Het Ruysdael Kwartet werd opgericht in 1996, toen de leden studeerden aan het conservatorium in Den Haag. Na verdere studie bij het Alban Berg Quartett aan de Hochschule für Musik in Keulen werd het Ruysdael Kwartet een gevestigde naam in binnen- en buitenland. Bij de Internationale Sommerakademie Prag-Wien-Budapest (1999-2001) won het kwartet de Béla Bartók Prijs (1999), de Alban Berg Prijs (2000) en de Tomastik-Infeld Prijs (2001), waarna opnamen volgden voor de Österreichische Rundfunk. Het Ruysdael Kwartet is winnaar van het Charles Hennen Internationaal Kamermuziekconcours 2000 in Heerlen, en ontving de Prix de la SACEM van het Concours International de Quatuor à Cordes 2001 in Bordeaux. In maart 2002 wonnen zij de Persprijs en de AVRO-prijs in de finale van de Vriendenkrans in het Concertgebouw te Amsterdam, en in 2006 de Kersjes van de Groenekan Prijs. Bij de Strijkkwartetbiënnale in Amsterdam in 2018 nam het Ruysdael Kwartet een prominente plaats in, en bij die van 2020 speelde het Salome dances for peace van Terry Riley.

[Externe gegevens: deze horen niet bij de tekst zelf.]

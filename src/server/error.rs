//! Server error types.

use std::net::SocketAddr;

use thiserror::Error;

/// Errors that stop the server.
#[derive(Debug, Error)]
pub enum ServerError {
    #[error("invalid listen address: {0}")]
    InvalidAddress(String),

    #[error("failed to bind {addr}: {source}")]
    Bind {
        addr: SocketAddr,
        #[source]
        source: std::io::Error,
    },

    #[error("listener error: {0}")]
    Listener(#[from] std::io::Error),
}
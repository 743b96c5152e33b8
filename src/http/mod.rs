//! HTTP protocol layer module
//!
//! Response builders shared by the dispatcher and the endpoint handlers.

pub mod response;

// Re-export commonly used types
pub use response::{
    build_400_response, build_404_response, build_405_response, build_413_response,
    build_json_response, build_text_response,
};
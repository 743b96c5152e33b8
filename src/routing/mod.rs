//! Routing module
//!
//! Provides method + path-pattern routing:
//! - `{name}` placeholder segments captured into `PathParams`
//! - First-registered-wins resolution
//! - Duplicate registrations rejected at build time

mod error;
mod pattern;
mod table;

pub use error::RouteError;
pub use pattern::PathParams;
pub use table::{MethodFilter, Resolution, RouteTable};
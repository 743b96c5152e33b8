//! Path pattern module
//!
//! Parses route patterns such as `/print/{what_to_print}` into typed segments
//! and matches concrete request paths against them segment by segment.

use std::borrow::Cow;
use std::collections::BTreeMap;

use super::error::{RouteError, RouteResult};

/// Placeholder name → captured value, for a single request
pub type PathParams = BTreeMap<String, String>;

/// A single `/`-separated piece of a route pattern
#[derive(Debug, Clone, PartialEq, Eq)]
pub enum Segment {
    /// Must equal the request segment exactly
    Literal(String),
    /// `{name}`: matches any non-empty segment and binds it to `name`
    Param(String),
}

/// A parsed route pattern
#[derive(Debug, Clone, PartialEq, Eq)]
pub struct RoutePattern {
    raw: String,
    segments: Vec<Segment>,
}

impl RoutePattern {
    /// Parse a pattern, rejecting malformed placeholders up front
    pub fn parse(raw: &str) -> RouteResult<Self> {
        let invalid = |reason: &str| RouteError::InvalidPattern {
            pattern: raw.to_string(),
            reason: reason.to_string(),
        };

        let Some(rest) = raw.strip_prefix('/') else {
            return Err(invalid("pattern must start with '/'"));
        };

        let mut segments = Vec::new();
        for piece in rest.split('/') {
            let segment = classify_segment(piece).map_err(invalid)?;
            if let Segment::Param(name) = &segment {
                let seen = segments
                    .iter()
                    .any(|s| matches!(s, Segment::Param(other) if other == name));
                if seen {
                    return Err(invalid(&format!("placeholder '{name}' used twice")));
                }
            }
            segments.push(segment);
        }

        Ok(Self {
            raw: raw.to_string(),
            segments,
        })
    }

    /// Match a concrete path, returning the captured placeholders on success
    ///
    /// Request segments are percent-decoded before comparison, so
    /// `/print/a%20b` binds `a b`. An encoded slash stays inside its segment.
    pub fn matches(&self, path: &str) -> Option<PathParams> {
        let rest = path.strip_prefix('/')?;
        let mut pieces = rest.split('/');
        let mut params = PathParams::new();

        for segment in &self.segments {
            let piece = decode_segment(pieces.next()?);
            match segment {
                Segment::Literal(literal) => {
                    if piece != literal.as_str() {
                        return None;
                    }
                }
                Segment::Param(name) => {
                    if piece.is_empty() {
                        return None;
                    }
                    params.insert(name.clone(), piece.into_owned());
                }
            }
        }

        // Leftover request segments mean the path is longer than the pattern
        if pieces.next().is_some() {
            return None;
        }
        Some(params)
    }
}

impl std::fmt::Display for RoutePattern {
    fn fmt(&self, f: &mut std::fmt::Formatter<'_>) -> std::fmt::Result {
        f.write_str(&self.raw)
    }
}

/// Classify one raw pattern segment
fn classify_segment(piece: &str) -> Result<Segment, &'static str> {
    match piece.strip_prefix('{').and_then(|s| s.strip_suffix('}')) {
        Some("") => Err("empty placeholder name"),
        Some(name) if name.contains(['{', '}']) => Err("unbalanced braces"),
        Some(name) => Ok(Segment::Param(name.to_string())),
        None if piece.contains(['{', '}']) => Err("unbalanced braces"),
        None => Ok(Segment::Literal(piece.to_string())),
    }
}

/// Percent-decode a path segment, keeping the raw text if it is not valid UTF-8
fn decode_segment(raw: &str) -> Cow<'_, str> {
    urlencoding::decode(raw).unwrap_or(Cow::Borrowed(raw))
}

Het Ruysdael Kwartet speelt zowel klassiek als hedendaags repertoire, het werkte samen met Louis Andriessen, toerde met Jacob ter Veldhuis (Strijkkwartet nr. 3), voerde het opdrachtkwartet ‘Aufgerichtet, Untereinander’ van Eric Verbugt uit, en bracht Gabriel Prokofjevs Strijkkwartet nr. 3 in première in de Wigmore Hall in Londen. Verder werkt het kwartet regelmatig samen met o.m. Rafael Wallfisch, Gavriel Lipkind, Nino Gvetadze, Igor Roma en Charles Neidich. Ook richtte het kwartet in 2015 het Zoom! kamermuziekfestival in Rheden op, waar o.m. het Doric String Quartet, Aleksander Madzar, Simon Crawford-Phillips, Jörg Widmann en Barbara Kozelj te gast waren. In 2016 trad het kwartet samen met sopraan Lenneke Ruiten op voor het koninklijk paar tijdens het staatsbezoek in Parijs. De vijf cd’s van het Ruysdael Kwartet zijn internationaal enthousiast ontvangen bij publiek en pers.
www/ruysdaelkwartet.nl
De vrijheidsdrang van Beethoven
Wanneer een muziekliefhebber de afgelopen tweehonderdvijftig jaar een concertzaal bezocht of een theater wist hij wat hij verwachten kon. Een of meer symfonieën, een soloconcert, een paar sonates, liederen, een avondvullende opera of een oratorium. Daarvoor moest hij tweeënhalve eeuw geleden wel de goede papieren hebben en de juiste maatschappelijke positie. Want de meeste uitvoeringen waren niet toegankelijk voor de gewone burger. De premières speelden zich af in adellijke paleizen waar het fijn genieten was in kleine kring. En zo was het ook met het fijnproeversgenre van het strijkkwartet. Dat werd ten doop gehouden achter de glanzende gesloten deuren van een graaf, baron, prins of vorst. Toch klonk die muziek ook uit de ramen van ‘gewone’ huizen in de straten van Wenen, Salzburg, Praag, Boedapest, Londen en Amsterdam. Want de bladmuziek van strijkkwartetten van componisten als Haydn, Mozart en Beethoven werd gretig aangeschaft en vormde ook voor componisten en uitgevers een aangenaam verdienmodel.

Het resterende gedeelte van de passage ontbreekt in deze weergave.